Extracted data entries
%%

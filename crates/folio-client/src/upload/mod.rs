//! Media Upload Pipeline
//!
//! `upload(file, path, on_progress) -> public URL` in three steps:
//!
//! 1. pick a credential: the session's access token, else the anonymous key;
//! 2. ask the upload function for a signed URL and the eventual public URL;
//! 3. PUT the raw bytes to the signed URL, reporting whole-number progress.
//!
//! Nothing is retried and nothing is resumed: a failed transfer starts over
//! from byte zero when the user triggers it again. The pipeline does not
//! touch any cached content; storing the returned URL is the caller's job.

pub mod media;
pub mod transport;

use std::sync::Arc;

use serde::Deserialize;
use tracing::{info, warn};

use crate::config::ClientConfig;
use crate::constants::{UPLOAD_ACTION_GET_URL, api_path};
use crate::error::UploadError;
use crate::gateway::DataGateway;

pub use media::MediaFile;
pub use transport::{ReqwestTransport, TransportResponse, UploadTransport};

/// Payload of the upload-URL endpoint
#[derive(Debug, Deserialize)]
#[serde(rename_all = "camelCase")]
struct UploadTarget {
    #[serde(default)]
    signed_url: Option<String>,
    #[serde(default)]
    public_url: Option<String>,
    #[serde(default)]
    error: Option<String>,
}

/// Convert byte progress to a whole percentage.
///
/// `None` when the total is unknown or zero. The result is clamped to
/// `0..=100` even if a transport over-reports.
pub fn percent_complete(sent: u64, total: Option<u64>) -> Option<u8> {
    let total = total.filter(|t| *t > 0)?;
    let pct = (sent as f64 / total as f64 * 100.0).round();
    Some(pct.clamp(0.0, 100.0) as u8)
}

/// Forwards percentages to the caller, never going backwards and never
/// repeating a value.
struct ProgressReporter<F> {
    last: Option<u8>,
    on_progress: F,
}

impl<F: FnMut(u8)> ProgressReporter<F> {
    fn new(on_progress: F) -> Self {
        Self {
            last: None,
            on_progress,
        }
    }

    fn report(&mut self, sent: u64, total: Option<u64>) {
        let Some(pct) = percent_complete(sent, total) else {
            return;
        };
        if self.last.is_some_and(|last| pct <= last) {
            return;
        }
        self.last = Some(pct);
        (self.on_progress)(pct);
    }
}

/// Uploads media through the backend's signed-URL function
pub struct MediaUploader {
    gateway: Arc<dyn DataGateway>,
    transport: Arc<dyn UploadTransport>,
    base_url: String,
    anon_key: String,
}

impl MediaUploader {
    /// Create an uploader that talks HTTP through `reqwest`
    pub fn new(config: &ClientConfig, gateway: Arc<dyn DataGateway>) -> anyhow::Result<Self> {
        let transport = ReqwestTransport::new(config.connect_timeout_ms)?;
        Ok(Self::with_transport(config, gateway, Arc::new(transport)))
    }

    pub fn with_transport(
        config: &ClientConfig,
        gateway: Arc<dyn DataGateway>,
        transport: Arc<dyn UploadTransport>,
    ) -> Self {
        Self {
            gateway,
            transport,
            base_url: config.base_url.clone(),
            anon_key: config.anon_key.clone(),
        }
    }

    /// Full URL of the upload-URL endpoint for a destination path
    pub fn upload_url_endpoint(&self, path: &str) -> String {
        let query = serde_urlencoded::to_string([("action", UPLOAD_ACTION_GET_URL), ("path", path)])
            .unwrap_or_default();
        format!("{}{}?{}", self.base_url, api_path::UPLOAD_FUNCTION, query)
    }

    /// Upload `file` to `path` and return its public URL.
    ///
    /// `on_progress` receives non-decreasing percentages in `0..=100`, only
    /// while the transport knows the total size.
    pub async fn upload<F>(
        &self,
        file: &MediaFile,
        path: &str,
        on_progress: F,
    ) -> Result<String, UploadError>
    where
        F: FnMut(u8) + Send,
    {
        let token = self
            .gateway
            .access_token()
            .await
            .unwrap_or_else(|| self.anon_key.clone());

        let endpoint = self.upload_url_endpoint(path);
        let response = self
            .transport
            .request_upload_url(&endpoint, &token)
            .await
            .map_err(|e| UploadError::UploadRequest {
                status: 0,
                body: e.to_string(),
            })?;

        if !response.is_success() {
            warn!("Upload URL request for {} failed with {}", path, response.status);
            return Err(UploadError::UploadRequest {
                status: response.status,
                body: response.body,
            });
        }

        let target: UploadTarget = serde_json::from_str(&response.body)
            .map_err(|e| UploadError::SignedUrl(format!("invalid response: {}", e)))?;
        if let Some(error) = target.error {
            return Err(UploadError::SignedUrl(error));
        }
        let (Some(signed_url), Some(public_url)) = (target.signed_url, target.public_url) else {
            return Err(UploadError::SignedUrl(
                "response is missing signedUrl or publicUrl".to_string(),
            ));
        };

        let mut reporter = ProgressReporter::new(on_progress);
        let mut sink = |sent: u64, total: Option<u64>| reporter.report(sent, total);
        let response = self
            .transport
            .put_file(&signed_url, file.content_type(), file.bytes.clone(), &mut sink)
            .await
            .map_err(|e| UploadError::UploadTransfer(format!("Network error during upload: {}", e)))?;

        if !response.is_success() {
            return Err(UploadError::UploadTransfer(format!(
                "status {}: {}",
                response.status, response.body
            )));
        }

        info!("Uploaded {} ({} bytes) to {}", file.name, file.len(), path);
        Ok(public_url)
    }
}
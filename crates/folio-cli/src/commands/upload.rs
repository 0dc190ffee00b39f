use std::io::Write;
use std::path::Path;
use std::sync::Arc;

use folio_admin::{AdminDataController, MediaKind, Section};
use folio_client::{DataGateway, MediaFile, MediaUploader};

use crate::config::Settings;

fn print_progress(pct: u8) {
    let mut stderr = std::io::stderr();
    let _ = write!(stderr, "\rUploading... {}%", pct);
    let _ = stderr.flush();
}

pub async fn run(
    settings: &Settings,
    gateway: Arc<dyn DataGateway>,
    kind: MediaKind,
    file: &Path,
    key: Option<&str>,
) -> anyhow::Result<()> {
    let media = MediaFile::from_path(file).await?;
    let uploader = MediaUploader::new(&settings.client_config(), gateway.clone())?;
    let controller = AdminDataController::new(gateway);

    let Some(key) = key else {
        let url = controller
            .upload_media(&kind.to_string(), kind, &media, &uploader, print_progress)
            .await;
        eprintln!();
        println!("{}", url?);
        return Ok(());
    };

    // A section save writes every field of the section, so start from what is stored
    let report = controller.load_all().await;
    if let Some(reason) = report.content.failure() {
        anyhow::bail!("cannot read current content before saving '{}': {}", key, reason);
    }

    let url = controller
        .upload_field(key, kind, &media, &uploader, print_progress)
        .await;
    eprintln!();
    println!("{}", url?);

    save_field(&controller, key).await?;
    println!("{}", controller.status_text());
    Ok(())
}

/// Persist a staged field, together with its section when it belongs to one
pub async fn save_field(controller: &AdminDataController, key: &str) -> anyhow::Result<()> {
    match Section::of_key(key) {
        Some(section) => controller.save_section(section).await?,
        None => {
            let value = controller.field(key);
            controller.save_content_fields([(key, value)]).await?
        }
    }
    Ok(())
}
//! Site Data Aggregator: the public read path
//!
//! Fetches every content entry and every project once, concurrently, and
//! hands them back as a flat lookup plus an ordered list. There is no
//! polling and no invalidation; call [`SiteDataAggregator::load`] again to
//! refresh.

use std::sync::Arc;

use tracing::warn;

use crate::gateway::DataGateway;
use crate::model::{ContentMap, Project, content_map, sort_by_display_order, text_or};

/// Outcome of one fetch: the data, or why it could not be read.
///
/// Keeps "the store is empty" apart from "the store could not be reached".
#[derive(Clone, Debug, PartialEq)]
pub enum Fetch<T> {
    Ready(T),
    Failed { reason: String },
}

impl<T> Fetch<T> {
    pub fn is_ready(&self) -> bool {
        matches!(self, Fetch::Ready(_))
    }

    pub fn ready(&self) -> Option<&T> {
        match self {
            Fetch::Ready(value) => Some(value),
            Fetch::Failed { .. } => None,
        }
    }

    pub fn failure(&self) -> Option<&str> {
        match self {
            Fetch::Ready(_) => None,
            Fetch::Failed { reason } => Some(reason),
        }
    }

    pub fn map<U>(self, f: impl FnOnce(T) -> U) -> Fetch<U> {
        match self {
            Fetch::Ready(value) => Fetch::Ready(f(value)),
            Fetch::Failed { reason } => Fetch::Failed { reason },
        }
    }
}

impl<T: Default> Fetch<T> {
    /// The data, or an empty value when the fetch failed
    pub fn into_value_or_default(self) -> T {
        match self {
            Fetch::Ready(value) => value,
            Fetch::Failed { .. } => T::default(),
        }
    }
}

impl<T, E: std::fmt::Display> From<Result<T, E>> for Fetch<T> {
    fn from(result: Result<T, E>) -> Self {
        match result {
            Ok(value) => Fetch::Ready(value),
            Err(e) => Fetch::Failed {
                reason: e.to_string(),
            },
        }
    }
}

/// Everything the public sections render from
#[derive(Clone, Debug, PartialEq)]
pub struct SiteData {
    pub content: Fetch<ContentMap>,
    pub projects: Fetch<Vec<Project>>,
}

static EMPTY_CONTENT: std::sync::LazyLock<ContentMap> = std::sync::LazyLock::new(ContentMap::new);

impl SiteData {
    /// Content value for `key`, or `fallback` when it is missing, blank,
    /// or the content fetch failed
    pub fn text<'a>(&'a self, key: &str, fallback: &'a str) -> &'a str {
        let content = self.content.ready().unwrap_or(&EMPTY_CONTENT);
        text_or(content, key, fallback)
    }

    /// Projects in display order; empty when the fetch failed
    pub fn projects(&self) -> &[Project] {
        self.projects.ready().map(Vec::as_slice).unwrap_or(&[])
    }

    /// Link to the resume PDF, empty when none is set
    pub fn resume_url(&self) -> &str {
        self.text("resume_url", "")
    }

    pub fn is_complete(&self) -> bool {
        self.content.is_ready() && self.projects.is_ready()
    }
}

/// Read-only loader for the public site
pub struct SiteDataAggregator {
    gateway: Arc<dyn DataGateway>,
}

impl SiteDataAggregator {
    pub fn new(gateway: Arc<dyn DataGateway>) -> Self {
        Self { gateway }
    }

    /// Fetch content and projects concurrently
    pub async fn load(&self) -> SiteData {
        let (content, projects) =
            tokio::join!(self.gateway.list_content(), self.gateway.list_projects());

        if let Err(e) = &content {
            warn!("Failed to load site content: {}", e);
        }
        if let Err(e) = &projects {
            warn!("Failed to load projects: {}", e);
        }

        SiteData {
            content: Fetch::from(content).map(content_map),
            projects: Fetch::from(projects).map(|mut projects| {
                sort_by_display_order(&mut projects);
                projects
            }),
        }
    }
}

%%
%%

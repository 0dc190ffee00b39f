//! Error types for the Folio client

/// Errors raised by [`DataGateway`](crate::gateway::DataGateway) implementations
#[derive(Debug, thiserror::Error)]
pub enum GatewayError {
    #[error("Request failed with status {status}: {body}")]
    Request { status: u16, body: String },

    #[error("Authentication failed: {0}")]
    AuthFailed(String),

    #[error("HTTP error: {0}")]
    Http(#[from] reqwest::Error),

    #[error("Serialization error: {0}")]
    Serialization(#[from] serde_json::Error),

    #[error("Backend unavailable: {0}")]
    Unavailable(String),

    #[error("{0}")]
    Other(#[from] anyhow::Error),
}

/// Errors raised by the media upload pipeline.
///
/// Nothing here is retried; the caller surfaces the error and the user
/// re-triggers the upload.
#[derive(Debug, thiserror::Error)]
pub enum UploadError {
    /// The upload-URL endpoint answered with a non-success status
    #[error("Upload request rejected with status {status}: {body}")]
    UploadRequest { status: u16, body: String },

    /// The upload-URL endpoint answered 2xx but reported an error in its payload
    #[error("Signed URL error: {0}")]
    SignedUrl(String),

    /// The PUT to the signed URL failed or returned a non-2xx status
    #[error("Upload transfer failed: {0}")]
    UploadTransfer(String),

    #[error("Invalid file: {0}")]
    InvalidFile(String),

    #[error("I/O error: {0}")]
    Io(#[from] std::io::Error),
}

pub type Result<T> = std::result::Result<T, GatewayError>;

%%
%%

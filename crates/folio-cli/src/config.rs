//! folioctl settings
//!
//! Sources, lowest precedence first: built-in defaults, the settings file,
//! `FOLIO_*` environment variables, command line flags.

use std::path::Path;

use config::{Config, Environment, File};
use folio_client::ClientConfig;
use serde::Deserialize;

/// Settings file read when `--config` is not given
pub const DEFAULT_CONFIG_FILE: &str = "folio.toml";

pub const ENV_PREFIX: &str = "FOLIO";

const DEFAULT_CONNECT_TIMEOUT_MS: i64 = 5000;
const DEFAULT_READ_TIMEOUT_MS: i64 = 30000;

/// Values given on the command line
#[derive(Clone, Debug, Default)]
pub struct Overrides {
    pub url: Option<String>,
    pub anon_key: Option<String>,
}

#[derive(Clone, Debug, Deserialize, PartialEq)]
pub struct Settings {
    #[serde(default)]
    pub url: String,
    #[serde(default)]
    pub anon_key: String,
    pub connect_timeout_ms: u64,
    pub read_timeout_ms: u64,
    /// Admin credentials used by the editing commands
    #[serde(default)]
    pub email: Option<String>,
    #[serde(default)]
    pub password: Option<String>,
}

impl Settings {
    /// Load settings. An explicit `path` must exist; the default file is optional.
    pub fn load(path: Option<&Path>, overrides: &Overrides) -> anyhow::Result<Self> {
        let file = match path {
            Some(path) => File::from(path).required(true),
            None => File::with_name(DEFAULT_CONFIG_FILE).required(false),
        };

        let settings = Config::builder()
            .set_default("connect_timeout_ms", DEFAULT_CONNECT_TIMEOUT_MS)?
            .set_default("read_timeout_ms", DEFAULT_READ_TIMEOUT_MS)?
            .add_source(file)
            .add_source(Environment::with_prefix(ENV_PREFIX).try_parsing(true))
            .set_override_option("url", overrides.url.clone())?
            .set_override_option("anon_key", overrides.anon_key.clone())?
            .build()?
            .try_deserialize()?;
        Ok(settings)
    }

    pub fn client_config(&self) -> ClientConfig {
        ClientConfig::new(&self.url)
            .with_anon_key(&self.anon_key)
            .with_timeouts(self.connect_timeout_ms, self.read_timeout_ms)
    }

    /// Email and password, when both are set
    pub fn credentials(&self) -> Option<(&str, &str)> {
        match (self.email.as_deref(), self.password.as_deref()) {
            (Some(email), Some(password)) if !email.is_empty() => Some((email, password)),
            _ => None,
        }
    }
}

%%

■ **Exercise objective**: Reproduce, character for character, only the lines of the preceding data that start at the line with "pub const ENV_PREFIX: &str" and end at the line with "(Some(email), Some(password)) if", both included.

■ **Response area**:
pub const ENV_PREFIX: &str = "FOLIO";

const DEFAULT_CONNECT_TIMEOUT_MS: i64 = 5000;
const DEFAULT_READ_TIMEOUT_MS: i64 = 30000;

/// Values given on the command line
#[derive(Clone, Debug, Default)]
pub struct Overrides {
    pub url: Option<String>,
    pub anon_key: Option<String>,
}

#[derive(Clone, Debug, Deserialize, PartialEq)]
pub struct Settings {
    #[serde(default)]
    pub url: String,
    #[serde(default)]
    pub anon_key: String,
    pub connect_timeout_ms: u64,
    pub read_timeout_ms: u64,
    /// Admin credentials used by the editing commands
    #[serde(default)]
    pub email: Option<String>,
    #[serde(default)]
    pub password: Option<String>,
}

impl Settings {
    /// Load settings. An explicit `path` must exist; the default file is optional.
    pub fn load(path: Option<&Path>, overrides: &Overrides) -> anyhow::Result<Self> {
        let file = match path {
            Some(path) => File::from(path).required(true),
            None => File::with_name(DEFAULT_CONFIG_FILE).required(false),
        };

        let settings = Config::builder()
            .set_default("connect_timeout_ms", DEFAULT_CONNECT_TIMEOUT_MS)?
            .set_default("read_timeout_ms", DEFAULT_READ_TIMEOUT_MS)?
            .add_source(file)
            .add_source(Environment::with_prefix(ENV_PREFIX).try_parsing(true))
            .set_override_option("url", overrides.url.clone())?
            .set_override_option("anon_key", overrides.anon_key.clone())?
            .build()?
            .try_deserialize()?;
        Ok(settings)
    }

    pub fn client_config(&self) -> ClientConfig {
        ClientConfig::new(&self.url)
            .with_anon_key(&self.anon_key)
            .with_timeouts(self.connect_timeout_ms, self.read_timeout_ms)
    }

    /// Email and password, when both are set
    pub fn credentials(&self) -> Option<(&str, &str)> {
        match (self.email.as_deref(), self.password.as_deref()) {
            (Some(email), Some(password)) if !email.is_empty() => Some((email, password)),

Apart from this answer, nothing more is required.